I had issues with the mirror glaze I made. I think I misunderstood what it was for (just the top, apparently), and used it for the whole cake. Then, I didn't know the exact weight of my gelatin sheets, so I added too little, but then used powdered gelatin to correct my mistake and used too much! So instead of a glaze, it was more of an icing. Edited to add that the texture was very similar to pudding with the amount of gelatin I used.

But it was very shiny! The taste was like hot cocoa with a floral note. I used a layer of ganache underneath to smooth out the surface before applying the glaze, and I'm glad I did because I prefer the flavor of the ganache and it tamed the floral note a bit.

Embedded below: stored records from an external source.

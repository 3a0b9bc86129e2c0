//! Progress reporting utilities using indicatif.
//!
//! [`ProgressCallback`] is how the reconciliation driver reports work;
//! [`Progress`] renders it as a terminal progress bar.

use std::sync::Mutex;

use indicatif::{ProgressBar, ProgressStyle};

/// Progress callback for reconciliation phases.
pub trait ProgressCallback: Send + Sync {
    /// Called when a phase starts.
    ///
    /// # Arguments
    ///
    /// * `phase` - Name of the phase (e.g., "reconcile")
    /// * `total` - Total number of items to process
    fn on_phase_start(&self, phase: &str, total: usize);

    /// Called for each item processed.
    ///
    /// # Arguments
    ///
    /// * `current` - Current item number (1-based)
    /// * `path` - Path being processed
    fn on_progress(&self, current: usize, path: &str);

    /// Called when a phase completes.
    fn on_phase_end(&self, phase: &str);

    /// Called to update the progress message.
    fn on_message(&self, _message: &str) {}
}

/// Progress reporter using indicatif.
pub struct Progress {
    bar: Mutex<Option<ProgressBar>>,
    quiet: bool,
}

impl Progress {
    /// Create a new progress reporter.
    ///
    /// # Arguments
    ///
    /// * `quiet` - If true, no progress bars will be displayed.
    ///
    /// # Examples
    ///
    /// ```
    /// use armpup::progress::Progress;
    ///
    /// let progress = Progress::new(false);
    /// ```
    #[must_use]
    pub fn new(quiet: bool) -> Self {
        Self {
            bar: Mutex::new(None),
            quiet,
        }
    }

    fn style() -> ProgressStyle {
        ProgressStyle::with_template(
            "[{elapsed_precise}] [{bar:40.cyan/blue}] {pos}/{len} ({percent}%) {msg}",
        )
        .unwrap_or_else(|_| ProgressStyle::default_bar())
        .progress_chars("█>-")
    }
}

impl ProgressCallback for Progress {
    fn on_phase_start(&self, phase: &str, total: usize) {
        if self.quiet {
            return;
        }
        let pb = ProgressBar::new(total as u64);
        pb.set_style(Self::style());
        pb.set_message(phase.to_string());
        if let Ok(mut bar) = self.bar.lock() {
            *bar = Some(pb);
        }
    }

    fn on_progress(&self, current: usize, path: &str) {
        if let Ok(bar) = self.bar.lock() {
            if let Some(pb) = bar.as_ref() {
                pb.set_position(current as u64);
                pb.set_message(path.to_string());
            }
        }
    }

    fn on_phase_end(&self, phase: &str) {
        if let Ok(mut bar) = self.bar.lock() {
            if let Some(pb) = bar.take() {
                pb.finish_and_clear();
            }
        }
        log::debug!("Phase '{}' finished", phase);
    }

    fn on_message(&self, message: &str) {
        if let Ok(bar) = self.bar.lock() {
            match bar.as_ref() {
                Some(pb) => pb.println(message),
                None if !self.quiet => log::info!("{}", message),
                None => {}
            }
        }
    }
}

Here's the recipe I used (I multiplied it times 4):

1 cup cream

1 1/4 cups water

2/3 cup sugar

2/3 cup honey

1 1/2 cups cocoa powder (I used Valrhona, which has a nice dark color)

12 g leaf gelatin

Bring cream, water, honey and sugar to a boil. Whisk in cocoa powder cook and about 2 more minutes, stirring the whole time. Pour into a bowl and cool 10-15 minutes. Soak leaf gelatin in cold water until soft. Stir gelatin into cocoa mixture. Refrigerate until ready to use.

Edited by amccomb (log)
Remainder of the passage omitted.